I picked up a couple of shadows moving towards us just as Doug called them out as a pair of permit. When near enough, I casted.
“Good,” said Doug calmly, as if responding to an inquiry over the morning’s cup of coffee.
The fly sank.
“Short strip.”
I moved the fly a half a foot.
“Let it sit.”
Again, the fly fell.
“Long strip.”
Earlier in the day, Doug told me how he liked to call out eats to his anglers: instead of telling his clients to set the hook, he would tell them to make a long strip, which would actually set the hook. The idea here is that an instruction to make a supposed presentation move keeps the angler calm, as opposed to alerting them that the fish they’d traveled so far to catch has actually eaten their fly. Sure enough, as I made my long strip, the line came into tension.
Muscle memory took over, and I finished the strip firmly and sunk the hook.

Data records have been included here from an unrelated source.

//! Todo Context - Errors

use thiserror::Error;

#[derive(Debug, Error, PartialEq, Eq)]
pub enum TodoError {
    #[error("标题不能为空")]
    EmptyTitle,

    #[error("标题长度不能超过 {max} 字符，实际 {actual}")]
    TitleTooLong { max: usize, actual: usize },
}
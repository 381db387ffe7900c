//! Configuration Types
//!
//! 定义所有配置结构体

use serde::Deserialize;

/// 应用主配置
#[derive(Debug, Clone, Default, Deserialize)]
pub struct AppConfig {
    /// 服务器配置
    #[serde(default)]
    pub server: ServerConfig,

    /// 数据库配置
    #[serde(default)]
    pub database: DatabaseConfig,

    /// 分页配置
    #[serde(default)]
    pub pagination: PaginationConfig,

    /// 跨域配置
    #[serde(default)]
    pub cors: CorsConfig,

    /// 日志配置
    #[serde(default)]
    pub log: LogConfig,
}

/// 服务器配置
#[derive(Debug, Clone, Deserialize)]
pub struct ServerConfig {
    /// 监听地址
    #[serde(default = "default_host")]
    pub host: String,

    /// 监听端口
    #[serde(default = "default_port")]
    pub port: u16,
}

fn default_host() -> String {
    "0.0.0.0".to_string()
}

fn default_port() -> u16 {
    5060
}

impl Default for ServerConfig {
    fn default() -> Self {
        Self {
            host: default_host(),
            port: default_port(),
        }
    }
}

impl ServerConfig {
    /// 获取服务器地址
    pub fn addr(&self) -> String {
        format!("{}:{}", self.host, self.port)
    }
}

/// 数据库配置
#[derive(Debug, Clone, Deserialize)]
pub struct DatabaseConfig {
    /// 数据库文件路径
    #[serde(default = "default_db_path")]
    pub path: String,

    /// 最大连接数
    #[serde(default = "default_max_connections")]
    pub max_connections: u32,
}

fn default_db_path() -> String {
    "data/todos.db".to_string()
}

fn default_max_connections() -> u32 {
    5
}

impl Default for DatabaseConfig {
    fn default() -> Self {
        Self {
            path: default_db_path(),
            max_connections: default_max_connections(),
        }
    }
}

impl DatabaseConfig {
    /// 获取数据库 URL
    pub fn database_url(&self) -> String {
        format!("sqlite:{}?mode=rwc", self.path)
    }
}

/// 分页配置
#[derive(Debug, Clone, Deserialize)]
pub struct PaginationConfig {
    /// 未指定 pageSize 时的默认页大小
    #[serde(default = "default_page_size")]
    pub default_page_size: u32,

    /// 允许的最大页大小
    #[serde(default = "default_max_page_size")]
    pub max_page_size: u32,
}

fn default_page_size() -> u32 {
    10
}

fn default_max_page_size() -> u32 {
    100
}

impl Default for PaginationConfig {
    fn default() -> Self {
        Self {
            default_page_size: default_page_size(),
            max_page_size: default_max_page_size(),
        }
    }
}

/// 跨域配置
#[derive(Debug, Clone, Deserialize)]
pub struct CorsConfig {
    /// 允许的来源；为空表示允许所有来源
    #[serde(default = "default_allowed_origins")]
    pub allowed_origins: Vec<String>,
}

fn default_allowed_origins() -> Vec<String> {
    vec!["http://localhost:3000".to_string()]
}

impl Default for CorsConfig {
    fn default() -> Self {
        Self {
            allowed_origins: default_allowed_origins(),
        }
    }
}

/// 日志配置
#[derive(Debug, Clone, Deserialize)]
pub struct LogConfig {
    /// 日志级别
    #[serde(default = "default_log_level")]
    pub level: String,

    /// 是否启用 JSON 格式
    #[serde(default)]
    pub json: bool,
}

fn default_log_level() -> String {
    "info".to_string()
}

impl Default for LogConfig {
    fn default() -> Self {
        Self {
            level: default_log_level(),
            json: false,
        }
    }
}

#[cfg(test)]
mod tests {
    use super::*;

    #[test]
    fn test_default_config() {
        let config = AppConfig::default();
        assert_eq!(config.server.host, "0.0.0.0");
        assert_eq!(config.server.port, 5060);
        assert_eq!(config.database.path, "data/todos.db");
        assert_eq!(config.pagination.default_page_size, 10);
        assert_eq!(config.pagination.max_page_size, 100);
        assert_eq!(config.cors.allowed_origins, vec!["http://localhost:3000"]);
    }

    #[test]
    fn test_server_addr() {
        let config = ServerConfig::default();
        assert_eq!(config.addr(), "0.0.0.0:5060");
    }
}
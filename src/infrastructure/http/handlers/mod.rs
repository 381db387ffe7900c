//! HTTP Handlers

mod ping;
mod todo;

pub use ping::*;
pub use todo::*;
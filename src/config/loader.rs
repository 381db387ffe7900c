//! Configuration Loader
//!
//! 实现多源配置加载与合并逻辑
//!
//! 优先级（从高到低）：
//! 1. 环境变量
//! 2. 配置文件（config.toml）
//! 3. 默认值

use config::{Config, ConfigError as ConfigCrateError, Environment, File};
use std::path::Path;
use thiserror::Error;

use super::types::AppConfig;

/// 配置加载错误
#[derive(Debug, Error)]
pub enum ConfigError {
    #[error("Failed to load configuration: {0}")]
    LoadError(String),

    #[error("Failed to parse configuration: {0}")]
    ParseError(String),

    #[error("Configuration validation failed: {0}")]
    ValidationError(String),
}

impl From<ConfigCrateError> for ConfigError {
    fn from(err: ConfigCrateError) -> Self {
        ConfigError::LoadError(err.to_string())
    }
}

/// 配置文件搜索路径
const CONFIG_FILE_NAMES: &[&str] = &["config", "config.local"];

/// 加载应用配置
///
/// 按优先级从高到低合并配置：
/// 1. 环境变量（前缀 `TODO_`，层级分隔符 `__`）
/// 2. 配置文件（config.toml 或 config.local.toml）
/// 3. 默认值
///
/// # 环境变量示例
/// - `TODO_SERVER__HOST=127.0.0.1`
/// - `TODO_SERVER__PORT=8080`
/// - `TODO_DATABASE__PATH=/data/todos.db`
/// - `TODO_CORS__ALLOWED_ORIGINS=http://a.example,http://b.example`
pub fn load_config() -> Result<AppConfig, ConfigError> {
    load_config_from_path(None)
}

/// 从指定路径加载配置
///
/// # 参数
/// - `config_path` - 可选的配置文件路径，如果为 None 则使用默认搜索路径
pub fn load_config_from_path(config_path: Option<&Path>) -> Result<AppConfig, ConfigError> {
    let mut builder = Config::builder();

    // 1. 首先设置默认值（最低优先级）
    builder = builder
        .set_default("server.host", "0.0.0.0")?
        .set_default("server.port", 5060)?
        .set_default("database.path", "data/todos.db")?
        .set_default("database.max_connections", 5)?
        .set_default("pagination.default_page_size", 10)?
        .set_default("pagination.max_page_size", 100)?
        .set_default("cors.allowed_origins", vec!["http://localhost:3000"])?
        .set_default("log.level", "info")?
        .set_default("log.json", false)?;

    // 2. 添加配置文件（如果存在）
    if let Some(path) = config_path {
        builder = builder.add_source(File::from(path).required(true));
    } else {
        for name in CONFIG_FILE_NAMES {
            builder = builder.add_source(File::with_name(name).required(false));
        }
    }

    // 3. 添加环境变量（最高优先级）
    // 注意: 环境变量名会被转换为小写
    builder = builder.add_source(
        Environment::with_prefix("TODO")
            .prefix_separator("_")
            .separator("__")
            .list_separator(",")
            .with_list_parse_key("cors.allowed_origins")
            .try_parsing(true),
    );

    let config = builder.build()?;

    let app_config: AppConfig = config.try_deserialize().map_err(|e| {
        ConfigError::ParseError(format!("Failed to deserialize config: {}", e))
    })?;

    validate_config(&app_config)?;

    Ok(app_config)
}

/// 验证配置有效性
fn validate_config(config: &AppConfig) -> Result<(), ConfigError> {
    if config.server.port == 0 {
        return Err(ConfigError::ValidationError(
            "Server port cannot be 0".to_string(),
        ));
    }

    if config.database.path.is_empty() {
        return Err(ConfigError::ValidationError(
            "Database path cannot be empty".to_string(),
        ));
    }

    if config.database.max_connections == 0 {
        return Err(ConfigError::ValidationError(
            "Database max_connections cannot be 0".to_string(),
        ));
    }

    let pagination = &config.pagination;
    if pagination.max_page_size == 0 {
        return Err(ConfigError::ValidationError(
            "Max page size cannot be 0".to_string(),
        ));
    }
    if pagination.default_page_size == 0 || pagination.default_page_size > pagination.max_page_size {
        return Err(ConfigError::ValidationError(format!(
            "Default page size must be between 1 and {}",
            pagination.max_page_size
        )));
    }

    Ok(())
}

/// 打印配置信息（用于启动时日志）
pub fn print_config(config: &AppConfig) {
    tracing::info!("=== Application Configuration ===");
    tracing::info!("Server: {}", config.server.addr());
    tracing::info!("Database: {}", config.database.path);
    tracing::info!("Database Max Connections: {}", config.database.max_connections);
    tracing::info!(
        "Page Size: default {}, max {}",
        config.pagination.default_page_size,
        config.pagination.max_page_size
    );
    if config.cors.allowed_origins.is_empty() {
        tracing::info!("CORS Origins: *");
    } else {
        tracing::info!("CORS Origins: {}", config.cors.allowed_origins.join(", "));
    }
    tracing::info!("Log Level: {} (json: {})", config.log.level, config.log.json);
    tracing::info!("=================================");
}
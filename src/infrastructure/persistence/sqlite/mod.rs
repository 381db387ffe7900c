//! SQLite Persistence - SQLite 数据库持久化实现

mod database;
mod repository;
mod todo_repo;

pub use database::*;
pub use repository::*;
pub use todo_repo::*;

/// 测试用：内存库 + 已迁移的 Todo Repository
#[cfg(test)]
pub(crate) async fn test_repository() -> std::sync::Arc<SqliteTodoRepository> {
    let pool = create_pool(&DatabaseConfig::in_memory()).await.unwrap();
    run_migrations(&pool).await.unwrap();
    std::sync::Arc::new(SqliteTodoRepository::new(pool))
}
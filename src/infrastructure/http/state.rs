//! Application State
//!
//! 所有 Command/Query Handlers 共享同一个 Todo Repository

use std::sync::Arc;

use crate::application::{
    // Command handlers
    ChangeDeadlineHandler, CreateTodoHandler, DeleteTodoHandler, UpdateTodoHandler,
    // Query handlers
    CountTodosHandler, GetTodoHandler, ListTodosHandler,
    // Ports
    TodoRepositoryPort,
};
use crate::config::PaginationConfig;

/// 应用状态
pub struct AppState {
    // ========== Command Handlers ==========
    pub create_todo_handler: CreateTodoHandler,
    pub update_todo_handler: UpdateTodoHandler,
    pub delete_todo_handler: DeleteTodoHandler,
    pub change_deadline_handler: ChangeDeadlineHandler,

    // ========== Query Handlers ==========
    pub list_todos_handler: ListTodosHandler,
    pub count_todos_handler: CountTodosHandler,
    pub get_todo_handler: GetTodoHandler,

    /// 未指定 pageSize 时使用
    pub default_page_size: u32,
}

impl AppState {
    /// 创建应用状态
    pub fn new(todo_repo: Arc<dyn TodoRepositoryPort>, pagination: &PaginationConfig) -> Self {
        Self {
            // Command handlers
            create_todo_handler: CreateTodoHandler::new(todo_repo.clone()),
            update_todo_handler: UpdateTodoHandler::new(todo_repo.clone()),
            delete_todo_handler: DeleteTodoHandler::new(todo_repo.clone()),
            change_deadline_handler: ChangeDeadlineHandler::new(todo_repo.clone()),

            // Query handlers
            list_todos_handler: ListTodosHandler::new(todo_repo.clone(), pagination.max_page_size),
            count_todos_handler: CountTodosHandler::new(todo_repo.clone()),
            get_todo_handler: GetTodoHandler::new(todo_repo),

            default_page_size: pagination.default_page_size,
        }
    }
}
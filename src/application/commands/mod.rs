//! 应用层 - 命令（写操作）
//!
//! CQRS 命令侧：处理所有写操作

mod todo_commands;

pub mod handlers;

pub use todo_commands::*;
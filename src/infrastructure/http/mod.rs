//! HTTP Layer - RESTful API

pub mod dto;
pub mod error;
pub mod handlers;
pub mod middleware;
pub mod routes;
pub mod server;
pub mod state;

pub use error::{ApiError, Operation, OperationBoundary};
pub use routes::create_routes;
pub use server::{HttpServer, ServerConfig};
pub use state::AppState;
//! # ActorEntity Trait
//!
//! The `ActorEntity` trait is the contract a resource type implements to be managed by the
//! generic [`ResourceActor`](crate::ResourceActor). It names the associated types for ids,
//! creation payloads, actions, context and errors, and provides the lifecycle hooks the actor
//! calls while it owns the collection.
//!
//! # Hooks
//!
//! Besides the per-entity hooks (`on_create`, `on_delete`, `handle_action`) there are two
//! collection-level hooks:
//! - [`ActorEntity::load`] builds the initial collection when the actor starts (and on reload).
//! - [`ActorEntity::on_commit`] runs after every request that changed the collection. This is
//!   where an entity writes its backing storage.
//!
//! Only `next_id`, `id`, `from_create_params` and `handle_action` are required. The rest default
//! to doing nothing.

use async_trait::async_trait;
use std::fmt::{Debug, Display};

/// A mutation the actor has just applied to its collection.
///
/// Passed to [`ActorEntity::on_commit`] so the entity can decide what to persist.
#[derive(Debug)]
pub enum Change<'a, T: ActorEntity> {
    /// A new entity was appended.
    Created(&'a T::Id),
    /// A delete request was processed. `removed` is false when the id was absent.
    Deleted { id: &'a T::Id, removed: bool },
    /// A custom action succeeded.
    Action {
        id: &'a T::Id,
        result: &'a T::ActionResult,
    },
}

/// Trait that any resource entity must implement to be managed by `ResourceActor`.
///
/// # Async & Context
/// This trait is `#[async_trait]` so hooks can do async work (file I/O, talking to other actors).
/// The `Context` type is handed to `run()` and passed to every hook, which allows late binding of
/// dependencies such as file locations or a client for reporting problems.
#[async_trait]
pub trait ActorEntity: Clone + Send + Sync + 'static {
    /// The unique identifier for this entity.
    type Id: Eq + Clone + Send + Sync + Display + Debug;

    /// The data required to create a new instance.
    type Create: Send + Sync + Debug;

    /// Enum representing resource-specific operations (e.g. adjusting stock).
    type Action: Send + Sync + Debug;

    /// The result type returned by custom actions.
    type ActionResult: Send + Sync + Debug;

    /// The runtime context (dependencies) injected into the actor.
    /// Use `()` if no dependencies are needed.
    type Context: Send + Sync;

    /// The error type for this entity.
    ///
    /// One enum per actor rather than one per message. Clients match on a single type.
    type Error: std::error::Error + Send + Sync + 'static;

    /// The id this entity is stored under.
    fn id(&self) -> &Self::Id;

    /// Picks the id for the next entity, given the current collection in insertion order.
    ///
    /// Must return an id that no entity in `store` carries.
    fn next_id(store: &[Self], ctx: &Self::Context) -> Self::Id;

    /// Construct the full entity from the allocated id and the payload.
    /// This is called synchronously before `on_create`.
    fn from_create_params(id: Self::Id, params: Self::Create) -> Result<Self, Self::Error>;

    // --- Collection Hooks (Async) ---

    /// Builds the collection the actor starts with.
    async fn load(_ctx: &Self::Context) -> Vec<Self> {
        Vec::new()
    }

    /// Called after a request changed the collection.
    async fn on_commit(_store: &[Self], _change: Change<'_, Self>, _ctx: &Self::Context) {}

    // --- Lifecycle Hooks (Async) ---

    /// Called after the entity is constructed and before it is stored.
    async fn on_create(&mut self, _ctx: &Self::Context) -> Result<(), Self::Error> {
        Ok(())
    }

    /// Called immediately before the entity is removed from the collection.
    async fn on_delete(&self, _ctx: &Self::Context) -> Result<(), Self::Error> {
        Ok(())
    }

    // --- Action Handler (Async) ---

    /// Handle a custom resource-specific action.
    async fn handle_action(
        &mut self,
        action: Self::Action,
        ctx: &Self::Context,
    ) -> Result<Self::ActionResult, Self::Error>;
}
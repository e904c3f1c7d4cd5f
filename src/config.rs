//! Application configuration, loaded from an optional TOML file.
//!
//! ```toml
//! [storage]
//! products_file = "Products.txt"
//! nutrient_tables_file = "nutrient_tables.txt"
//! atomic_writes = true
//!
//! [catalog]
//! min_article_id = 10000
//! channel_capacity = 32
//!
//! [logging]
//! level = "info"
//! ```
//!
//! Every key is optional; missing keys fall back to the values above.

use serde::{Deserialize, Serialize};
use std::fs;
use std::path::{Path, PathBuf};
use tracing::info;

/// Environment variable naming the config file.
pub const CONFIG_ENV: &str = "INVENTORY_CONFIG";

/// Config file picked up from the working directory when [`CONFIG_ENV`] is unset.
pub const DEFAULT_CONFIG_FILE: &str = "inventory.toml";

const LOG_LEVELS: [&str; 5] = ["trace", "debug", "info", "warn", "error"];

#[derive(Debug, Clone, Default, PartialEq, Serialize, Deserialize)]
#[serde(default)]
pub struct Config {
    pub storage: StorageConfig,
    pub catalog: CatalogConfig,
    pub logging: LoggingConfig,
}

/// Where the catalog files live and how they are written.
#[derive(Debug, Clone, PartialEq, Serialize, Deserialize)]
#[serde(default)]
pub struct StorageConfig {
    pub products_file: PathBuf,
    pub nutrient_tables_file: PathBuf,
    /// Write to a sibling temporary file and rename it over the target.
    pub atomic_writes: bool,
}

#[derive(Debug, Clone, PartialEq, Serialize, Deserialize)]
#[serde(default)]
pub struct CatalogConfig {
    /// Lowest article id handed out, and the lowest one accepted from user input.
    pub min_article_id: u32,
    /// Capacity of the catalog actor's request channel.
    pub channel_capacity: usize,
}

#[derive(Debug, Clone, PartialEq, Serialize, Deserialize)]
#[serde(default)]
pub struct LoggingConfig {
    /// Default filter when `RUST_LOG` is not set.
    pub level: String,
}

impl Default for StorageConfig {
    fn default() -> Self {
        Self {
            products_file: PathBuf::from("Products.txt"),
            nutrient_tables_file: PathBuf::from("nutrient_tables.txt"),
            atomic_writes: true,
        }
    }
}

impl Default for CatalogConfig {
    fn default() -> Self {
        Self {
            min_article_id: 10000,
            channel_capacity: 32,
        }
    }
}

impl Default for LoggingConfig {
    fn default() -> Self {
        Self {
            level: "info".to_string(),
        }
    }
}

impl Config {
    pub fn load_from_file<P: AsRef<Path>>(path: P) -> Result<Self, ConfigError> {
        let path = path.as_ref();
        let content = fs::read_to_string(path).map_err(|e| ConfigError::FileRead {
            path: path.to_path_buf(),
            source: e,
        })?;
        Self::from_toml(&content)
    }

    pub fn from_toml(content: &str) -> Result<Self, ConfigError> {
        toml::from_str(content).map_err(|e| ConfigError::Parse(e.to_string()))
    }

    /// Stores both catalog files under `dir`, keeping their configured names.
    pub fn with_data_dir<P: AsRef<Path>>(mut self, dir: P) -> Self {
        let dir = dir.as_ref();
        let relocate = |file: &Path| dir.join(file.file_name().unwrap_or(file.as_os_str()));
        self.storage.products_file = relocate(&self.storage.products_file);
        self.storage.nutrient_tables_file = relocate(&self.storage.nutrient_tables_file);
        self
    }

    pub fn validate(&self) -> Result<(), ConfigError> {
        if self.storage.products_file.as_os_str().is_empty() {
            return Err(ConfigError::Validation(
                "storage.products_file can't be empty".to_string(),
            ));
        }
        if self.storage.nutrient_tables_file.as_os_str().is_empty() {
            return Err(ConfigError::Validation(
                "storage.nutrient_tables_file can't be empty".to_string(),
            ));
        }
        if self.storage.products_file == self.storage.nutrient_tables_file {
            return Err(ConfigError::Validation(
                "products and nutrient tables must be different files".to_string(),
            ));
        }
        if self.catalog.channel_capacity == 0 {
            return Err(ConfigError::Validation(
                "catalog.channel_capacity must be greater than 0".to_string(),
            ));
        }
        if !LOG_LEVELS.contains(&self.logging.level.as_str()) {
            return Err(ConfigError::Validation(format!(
                "invalid log level: {}, expected one of {:?}",
                self.logging.level, LOG_LEVELS
            )));
        }
        Ok(())
    }
}

/// Loads and validates the configuration.
///
/// Reads the file named by `INVENTORY_CONFIG`, else `inventory.toml` in the working directory
/// when it exists, else uses defaults.
pub fn load_config() -> Result<Config, ConfigError> {
    let config = match std::env::var_os(CONFIG_ENV) {
        Some(path) => {
            info!(path = ?path, "Loading config from {CONFIG_ENV}");
            Config::load_from_file(path)?
        }
        None if Path::new(DEFAULT_CONFIG_FILE).exists() => {
            info!(path = DEFAULT_CONFIG_FILE, "Loading config");
            Config::load_from_file(DEFAULT_CONFIG_FILE)?
        }
        None => {
            info!("No config file found, using defaults");
            Config::default()
        }
    };
    config.validate()?;
    Ok(config)
}

#[derive(Debug, thiserror::Error)]
pub enum ConfigError {
    #[error("Couldn't read config file {path:?}: {source}")]
    FileRead {
        path: PathBuf,
        source: std::io::Error,
    },
    #[error("Config parse error: {0}")]
    Parse(String),
    #[error("Invalid config: {0}")]
    Validation(String),
}
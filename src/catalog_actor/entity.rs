//! ActorEntity trait implementation for the Product domain type.
//!
//! This module contains the [`ActorEntity`] trait implementation that lets the whole catalog be
//! managed by the generic [`ResourceActor`](actor_framework::ResourceActor):
//!
//! - ids are allocated by [`next_article_id`] (lowest free id from the configured minimum),
//! - the collection is loaded from the two catalog files when the actor starts,
//! - every committed change rewrites the file(s) it touched.

use actor_framework::{ActorEntity, Change};
use async_trait::async_trait;
use tracing::{debug, info};

use super::actions::{CatalogAction, CatalogActionResult, StockDirection};
use super::input::build_product;
use super::{CatalogContext, CatalogError};
use crate::model::{ArticleId, Product, ProductDraft};

/// Lowest id at or above `min` that no product in `store` carries.
///
/// Fills gaps left by removed products; with no gaps this is one past the highest id.
pub fn next_article_id(store: &[Product], min: u32) -> ArticleId {
    let mut used: Vec<u32> = store.iter().map(|p| p.id.0).filter(|id| *id >= min).collect();
    used.sort_unstable();

    let mut candidate = min;
    for id in used {
        if id > candidate {
            break;
        }
        if id == candidate {
            candidate = candidate.saturating_add(1);
        }
    }
    ArticleId(candidate)
}

#[async_trait]
impl ActorEntity for Product {
    type Id = ArticleId;
    type Create = ProductDraft;
    type Action = CatalogAction;
    type ActionResult = CatalogActionResult;
    type Context = CatalogContext;
    type Error = CatalogError;

    fn id(&self) -> &ArticleId {
        &self.id
    }

    fn next_id(store: &[Self], ctx: &CatalogContext) -> ArticleId {
        next_article_id(store, ctx.min_article_id)
    }

    /// Validates the draft. Nothing is stored when this fails.
    fn from_create_params(id: ArticleId, draft: ProductDraft) -> Result<Self, CatalogError> {
        build_product(id, draft)
    }

    async fn load(ctx: &CatalogContext) -> Vec<Self> {
        ctx.storage.load(&ctx.ui).await
    }

    /// Persists what the change touched:
    /// - create and stock changes rewrite the products file,
    /// - nutrient table changes rewrite the nutrient tables file,
    /// - removals rewrite both, even when the id was absent.
    async fn on_commit(store: &[Self], change: Change<'_, Self>, ctx: &CatalogContext) {
        let storage = &ctx.storage;
        match change {
            Change::Created(id) => {
                debug!(%id, "Persisting new product");
                storage.save_products(store, &ctx.ui).await;
            }
            Change::Deleted { id, removed } => {
                debug!(%id, removed, "Persisting removal");
                storage.save_products(store, &ctx.ui).await;
                storage.save_nutrient_tables(store, &ctx.ui).await;
            }
            Change::Action {
                id,
                result: CatalogActionResult::NutrientTable(_),
            } => {
                debug!(%id, "Persisting nutrient table");
                storage.save_nutrient_tables(store, &ctx.ui).await;
            }
            Change::Action {
                id,
                result: CatalogActionResult::Stock(stock),
            } => {
                debug!(%id, stock, "Persisting stock");
                storage.save_products(store, &ctx.ui).await;
            }
        }
    }

    /// Handles custom actions for the Product entity.
    ///
    /// # Actions
    /// - `SetNutrientTable`: replaces the whole table, or leaves it untouched on error
    /// - `AdjustStock`: adds, or removes when enough is in stock
    async fn handle_action(
        &mut self,
        action: CatalogAction,
        _ctx: &CatalogContext,
    ) -> Result<CatalogActionResult, CatalogError> {
        match action {
            CatalogAction::SetNutrientTable(values) => {
                let id = self.id;
                let food = self.food_mut().ok_or(CatalogError::NotFoodProduct(id))?;
                let table = food.set_nutrients(&values.to_vec())?;
                info!(%id, table = %table, "Nutrient table set");
                Ok(CatalogActionResult::NutrientTable(table.clone()))
            }
            CatalogAction::AdjustStock {
                quantity,
                direction,
            } => {
                if quantity == 0 {
                    return Err(CatalogError::InvalidQuantity);
                }
                self.stock = match direction {
                    StockDirection::Increase => self
                        .stock
                        .checked_add(quantity)
                        .ok_or(CatalogError::InvalidQuantity)?,
                    StockDirection::Decrease => {
                        self.stock
                            .checked_sub(quantity)
                            .ok_or(CatalogError::NotEnoughStock {
                                requested: quantity,
                                available: self.stock,
                            })?
                    }
                };
                info!(id = %self.id, ?direction, quantity, stock = self.stock, "Stock adjusted");
                Ok(CatalogActionResult::Stock(self.stock))
            }
        }
    }
}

I carried out all these actions without wondering how to perform them or consciously thinking about any of them. This is what Gallwey refers to as letting it happen. “Trusting your body in tennis means letting your body hit the ball. The key word is ‘let.’ You trust in the competence of your body and its brain, and you let it swing the racket.”
Fly line cleared without incident. The fish was on the reel, and then it took off. I nervously asked questions about rod angle and pressure, but Doug laughed them all off.
“Just enjoy it,” he said.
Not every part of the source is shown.